• [WORK TASK]: Would you retype each record exactly as given?

• [INPUT DATA]:
######

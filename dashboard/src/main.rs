//! Headless overview: prints the dashboard counters and the first page of
//! users, using the same configuration as the console.

use dashboard::hooks::{use_dashboard_stats, use_users};
use dashboard::{Config, LogReporter, logs};
use payloads::session::LogNavigator;
use std::sync::Arc;

#[tokio::main]
async fn main() -> anyhow::Result<()> {
    logs::init_logging(logs::DEFAULT_FILTER);

    let config = Config::from_env()?;
    let client = Arc::new(
        config.build_client(config.token_store(), Arc::new(LogNavigator))?,
    );
    let reporter = Arc::new(LogReporter);

    let stats = use_dashboard_stats(client.clone(), reporter.clone()).await;
    if let Some(stats) = stats.data().into_option() {
        println!("{}", serde_json::to_string_pretty(&stats)?);
    }

    let users = use_users(client, config.default_query(), reporter).await;
    println!(
        "{} users on {} pages",
        users.total_items(),
        users.total_pages()
    );
    for user in users.items() {
        println!("{user}");
    }
    Ok(())
}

######

• [SOLVED EXERCISE]:
filename dashboard/src/main.rs
//! Headless overview: prints the dashboard counters and the first page of
//! users, using the same configuration as the console.

use dashboard::hooks::{use_dashboard_stats, use_users};
use dashboard::{Config, LogReporter, logs};
use payloads::session::LogNavigator;
use std::sync::Arc;

#[tokio::main]
async fn main() -> anyhow::Result<()> {
    logs::init_logging(logs::DEFAULT_FILTER);

    let config = Config::from_env()?;
    let client = Arc::new(
        config.build_client(config.token_store(), Arc::new(LogNavigator))?,
    );
    let reporter = Arc::new(LogReporter);

    let stats = use_dashboard_stats(client.clone(), reporter.clone()).await;
    if let Some(stats) = stats.data().into_option() {
        println!("{}", serde_json::to_string_pretty(&stats)?);
    }

    let users = use_users(client, config.default_query(), reporter).await;
    println!(
        "{} users on {} pages",
        users.total_items(),
        users.total_pages()
    );
    for user in users.items() {
        println!("{user}");
    }
    Ok(())
}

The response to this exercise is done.